However, there are a couple if issues that need to be addressed:
We thank the reviewers for their very careful read of our manuscript and for their insightful comments concerning our work. We have made changes to the paper in response to these comments, and as a result we feel our manuscript has significantly improved. In particular, we have added two new figures (Figures 3 and 6). We have also incorporated the previous supplementary section as an appendix, in response to both reviewer requests as well as those from the editorial staff. Below, we list our responses to each detailed comment from the reviewers and summarize the changes we have made.
1) Robustness to network parameters and assumptions needs to be explored.
2) The rank1 covariance needs to be better quantified.
3) Information was about contrast, whereas the experiment was about orientation change detection. This is important because the rank 1 covariance matrix is unlikely to have much effect on information about orientation.
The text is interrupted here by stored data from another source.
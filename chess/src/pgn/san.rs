//! Standard Algebraic Notation: token syntax, resolution against a board,
//! and canonical formatting.

use chess_common::{
    char_to_file, char_to_rank, file_to_char, format_piece_upper, format_square, parse_square,
    piece_from_san_char, rank_to_char,
};
use cozy_chess::{BitBoard, Board, Color, File, Move, Piece, Rank, Square};
use smallvec::SmallVec;

use crate::fen::with_side_flipped;

/// A SAN token decoded without reference to any position.
#[derive(Debug, Clone, PartialEq, Eq)]
pub enum San {
    Castle {
        long: bool,
    },
    Normal {
        piece: Piece,
        from_file: Option<File>,
        from_rank: Option<Rank>,
        capture: bool,
        to: Square,
        promotion: Option<Piece>,
    },
}

impl San {
    /// Decode a token. Check, mate and annotation suffixes are accepted
    /// and ignored; the board decides whether a move checks.
    pub fn parse(token: &str) -> Result<Self, SanError> {
        let body = token.trim_end_matches(['+', '#', '!', '?']);
        if body.is_empty() {
            return Err(SanError::InvalidFormat(token.to_string()));
        }

        match body {
            "O-O" | "0-0" => return Ok(San::Castle { long: false }),
            "O-O-O" | "0-0-0" => return Ok(San::Castle { long: true }),
            _ => {}
        }

        let chars: Vec<char> = body.chars().collect();
        let (piece, mut rest) = match chars.first().copied().and_then(piece_from_san_char) {
            Some(piece) => (piece, &chars[1..]),
            None => (Piece::Pawn, &chars[..]),
        };

        // Promotion suffix: "=Q" or a bare trailing piece letter.
        let mut promotion = None;
        if let Some(&last) = rest.last() {
            if last.is_ascii_uppercase() {
                let promo =
                    piece_from_san_char(last).ok_or(SanError::InvalidPromotion(last.to_string()))?;
                if matches!(promo, Piece::King) || piece != Piece::Pawn {
                    return Err(SanError::InvalidPromotion(token.to_string()));
                }
                promotion = Some(promo);
                rest = &rest[..rest.len() - 1];
                if rest.last() == Some(&'=') {
                    rest = &rest[..rest.len() - 1];
                }
            }
        }

        if rest.len() < 2 {
            return Err(SanError::InvalidFormat(token.to_string()));
        }
        let (head, dest) = rest.split_at(rest.len() - 2);
        let dest: String = dest.iter().collect();
        let to = parse_square(&dest).ok_or(SanError::InvalidSquare(dest))?;

        let (head, capture) = match head.last() {
            Some('x') | Some(':') => (&head[..head.len() - 1], true),
            _ => (head, false),
        };

        let mut from_file = None;
        let mut from_rank = None;
        match head {
            [] => {}
            [c] => {
                if let Some(file) = char_to_file(*c) {
                    from_file = Some(file);
                } else if let Some(rank) = char_to_rank(*c) {
                    from_rank = Some(rank);
                } else {
                    return Err(SanError::InvalidFormat(token.to_string()));
                }
            }
            [f, r] => {
                from_file = Some(char_to_file(*f).ok_or(SanError::InvalidFile(*f))?);
                from_rank = Some(char_to_rank(*r).ok_or(SanError::InvalidRank(*r))?);
            }
            _ => return Err(SanError::InvalidFormat(token.to_string())),
        }

        if piece == Piece::Pawn && from_rank.is_some() && from_file.is_none() {
            return Err(SanError::InvalidFormat(token.to_string()));
        }

        Ok(San::Normal {
            piece,
            from_file,
            from_rank,
            // "exd5" and the old "ed5" both name a pawn capture
            capture: capture || (piece == Piece::Pawn && from_file.is_some_and(|f| f != to.file())),
            to,
            promotion,
        })
    }
}

/// Resolve a SAN token to the unique legal move it denotes on `board`.
pub fn parse_san(board: &Board, token: &str) -> Result<Move, MoveError> {
    let san = San::parse(token).map_err(|e| MoveError::new(token, MoveErrorReason::Malformed(e)))?;
    let legal = legal_moves(board);
    if legal.is_empty() {
        return Err(MoveError::new(token, MoveErrorReason::NoLegalMoves));
    }

    match san {
        San::Castle { long } => legal
            .iter()
            .copied()
            .find(|mv| is_castling(board, *mv) && castles_long(*mv) == long)
            .ok_or_else(|| MoveError::new(token, MoveErrorReason::IllegalCastling)),
        San::Normal {
            piece,
            from_file,
            from_rank,
            to,
            promotion,
            ..
        } => {
            let matches_origin = |from: Square| {
                from_file.map_or(true, |f| from.file() == f)
                    && from_rank.map_or(true, |r| from.rank() == r)
            };

            let candidates: SmallVec<[Move; 4]> = legal
                .iter()
                .copied()
                .filter(|mv| {
                    mv.to == to
                        && board.piece_on(mv.from) == Some(piece)
                        && !is_castling(board, *mv)
                        && matches_origin(mv.from)
                })
                .collect();

            let promoting = piece == Piece::Pawn && candidates.iter().any(|mv| mv.promotion.is_some());
            if promoting && promotion.is_none() {
                return Err(MoveError::new(token, MoveErrorReason::MissingPromotion));
            }

            let chosen: SmallVec<[Move; 4]> = candidates
                .into_iter()
                .filter(|mv| mv.promotion == promotion)
                .collect();

            match chosen.as_slice() {
                [mv] => Ok(*mv),
                [] => Err(MoveError::new(
                    token,
                    diagnose(board, piece, to, &matches_origin),
                )),
                many => Err(MoveError::new(
                    token,
                    MoveErrorReason::Ambiguous(many.len()),
                )),
            }
        }
    }
}

/// Canonical SAN for a legal move on `board`, including the check or mate
/// suffix.
pub fn format_san(board: &Board, mv: Move) -> String {
    let mut san = String::with_capacity(8);

    if is_castling(board, mv) {
        san.push_str(if castles_long(mv) { "O-O-O" } else { "O-O" });
    } else {
        let piece = board.piece_on(mv.from).unwrap_or(Piece::Pawn);
        let capture = is_capture(board, mv);

        if piece == Piece::Pawn {
            if capture {
                san.push(file_to_char(mv.from.file()));
            }
        } else {
            san.push(format_piece_upper(piece));
            let rivals: SmallVec<[Move; 4]> = legal_moves(board)
                .into_iter()
                .filter(|other| {
                    other.to == mv.to
                        && other.from != mv.from
                        && board.piece_on(other.from) == Some(piece)
                        && !is_castling(board, *other)
                })
                .collect();
            if !rivals.is_empty() {
                let file_unique = rivals.iter().all(|o| o.from.file() != mv.from.file());
                let rank_unique = rivals.iter().all(|o| o.from.rank() != mv.from.rank());
                if file_unique {
                    san.push(file_to_char(mv.from.file()));
                } else if rank_unique {
                    san.push(rank_to_char(mv.from.rank()));
                } else {
                    san.push_str(&format_square(mv.from));
                }
            }
        }

        if capture {
            san.push('x');
        }
        san.push_str(&format_square(mv.to));
        if let Some(promo) = mv.promotion {
            san.push('=');
            san.push(format_piece_upper(promo));
        }
    }

    let mut after = board.clone();
    after.play_unchecked(mv);
    if !after.checkers().is_empty() {
        san.push(if legal_moves(&after).is_empty() { '#' } else { '+' });
    }
    san
}

/// All legal moves in the position.
pub fn legal_moves(board: &Board) -> Vec<Move> {
    let mut moves = Vec::new();
    board.generate_moves(|mvs| {
        moves.extend(mvs);
        false
    });
    moves
}

/// cozy-chess encodes castling as the king capturing its own rook.
pub fn is_castling(board: &Board, mv: Move) -> bool {
    board.piece_on(mv.from) == Some(Piece::King) && board.color_on(mv.to) == board.color_on(mv.from)
}

fn castles_long(mv: Move) -> bool {
    (mv.to.file() as u8) < (mv.from.file() as u8)
}

/// True for ordinary and en-passant captures. Castling is never a capture.
pub fn is_capture(board: &Board, mv: Move) -> bool {
    let mover = board.side_to_move();
    if board.color_on(mv.to) == Some(!mover) {
        return true;
    }
    board.piece_on(mv.from) == Some(Piece::Pawn) && mv.from.file() != mv.to.file()
}

/// Explain why no legal move matched a well-formed token.
fn diagnose(
    board: &Board,
    piece: Piece,
    to: Square,
    matches_origin: &dyn Fn(Square) -> bool,
) -> MoveErrorReason {
    let mover = board.side_to_move();
    let reachable = pseudo_origins(board, mover, piece, to);
    if reachable.into_iter().any(matches_origin) {
        return MoveErrorReason::LeavesKingInCheck;
    }

    if let Some(flipped) = with_side_flipped(board) {
        let their_moves = legal_moves(&flipped);
        let theirs = their_moves.iter().any(|mv| {
            mv.to == to
                && flipped.piece_on(mv.from) == Some(piece)
                && !is_castling(&flipped, *mv)
                && matches_origin(mv.from)
        });
        if theirs {
            return MoveErrorReason::WrongTurn;
        }
    }

    MoveErrorReason::NoSuchMove
}

/// Squares holding a `piece` of `color` that could move to `to` if king
/// safety were ignored. En-passant is left out.
fn pseudo_origins(board: &Board, color: Color, piece: Piece, to: Square) -> BitBoard {
    if board.color_on(to) == Some(color) {
        return BitBoard::EMPTY;
    }
    let ours = board.colored_pieces(color, piece);
    let occupied = board.occupied();

    match piece {
        Piece::Knight => cozy_chess::get_knight_moves(to) & ours,
        Piece::Bishop => cozy_chess::get_bishop_moves(to, occupied) & ours,
        Piece::Rook => cozy_chess::get_rook_moves(to, occupied) & ours,
        Piece::Queen => {
            (cozy_chess::get_bishop_moves(to, occupied) | cozy_chess::get_rook_moves(to, occupied))
                & ours
        }
        Piece::King => cozy_chess::get_king_moves(to) & ours,
        Piece::Pawn => {
            if board.color_on(to) == Some(!color) {
                // a pawn of `color` attacks `to` iff an enemy pawn on `to` would attack it
                cozy_chess::get_pawn_attacks(to, !color) & ours
            } else {
                pawn_push_origins(board, color, to) & ours
            }
        }
    }
}

fn pawn_push_origins(board: &Board, color: Color, to: Square) -> BitBoard {
    let step: i8 = if color == Color::White { -1 } else { 1 };
    let start_rank = if color == Color::White { Rank::Second } else { Rank::Seventh };
    let file = to.file();
    let rank_at = |offset: i8| {
        let r = to.rank() as i8 + offset;
        usize::try_from(r).ok().and_then(Rank::try_index)
    };

    let mut origins = BitBoard::EMPTY;
    if let Some(one) = rank_at(step) {
        let sq = Square::new(file, one);
        if board.piece_on(sq).is_some() {
            origins |= sq.bitboard();
        } else if let Some(two) = rank_at(2 * step) {
            if two == start_rank {
                origins |= Square::new(file, two).bitboard();
            }
        }
    }
    origins
}

#[derive(Debug, Clone, PartialEq, Eq, thiserror::Error)]
pub enum SanError {
    #[error("Invalid format: {0}")]
    InvalidFormat(String),
    #[error("Invalid square: {0}")]
    InvalidSquare(String),
    #[error("Invalid file: {0}")]
    InvalidFile(char),
    #[error("Invalid rank: {0}")]
    InvalidRank(char),
    #[error("Invalid promotion: {0}")]
    InvalidPromotion(String),
}

/// A move token that cannot be played in the current position.
#[derive(Debug, Clone, PartialEq, Eq, thiserror::Error)]
#[error("invalid move '{token}': {reason}")]
pub struct MoveError {
    pub token: String,
    pub reason: MoveErrorReason,
}

impl MoveError {
    pub fn new(token: &str, reason: MoveErrorReason) -> Self {
        Self {
            token: token.to_string(),
            reason,
        }
    }
}

#[derive(Debug, Clone, PartialEq, Eq, thiserror::Error)]
pub enum MoveErrorReason {
    #[error("malformed notation ({0})")]
    Malformed(SanError),
    #[error("ambiguous, {0} pieces can make this move")]
    Ambiguous(usize),
    #[error("no piece of the side to move can make this move")]
    NoSuchMove,
    #[error("move would leave the king in check")]
    LeavesKingInCheck,
    #[error("move belongs to the side not on turn")]
    WrongTurn,
    #[error("promotion piece required")]
    MissingPromotion,
    #[error("castling is not permitted")]
    IllegalCastling,
    #[error("the position has no legal moves")]
    NoLegalMoves,
}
It won't be completely trivial to address these issues, but we believe they are addressable.
It is eLife's policy to provide a summary of essential revisions. That's hard to do for these reviews, as they were all relatively extensive. I am, though, going to give it a shot. The exposition will be a little uneven, as I combined the reviews, without trying to edit for uniformity.
1) A big issue is robustness to parameters. Essentially what we want to know is: what are the constraints on parameter space for the results to hold qualitatively? It's probably hard to fully answer this, but it should be possible to provide answers for some of the more important parameters. Following are some more specific points.
First is a long comment about two of the modelling assumptions:
 The weights scale as 1/N.
 Perfect balance (J_{EE} = J_{IE} = J_{E} and J_{II} = J_{EI} = J_{I}).
The reviewers raise two excellent points and we outline our response to both of them below.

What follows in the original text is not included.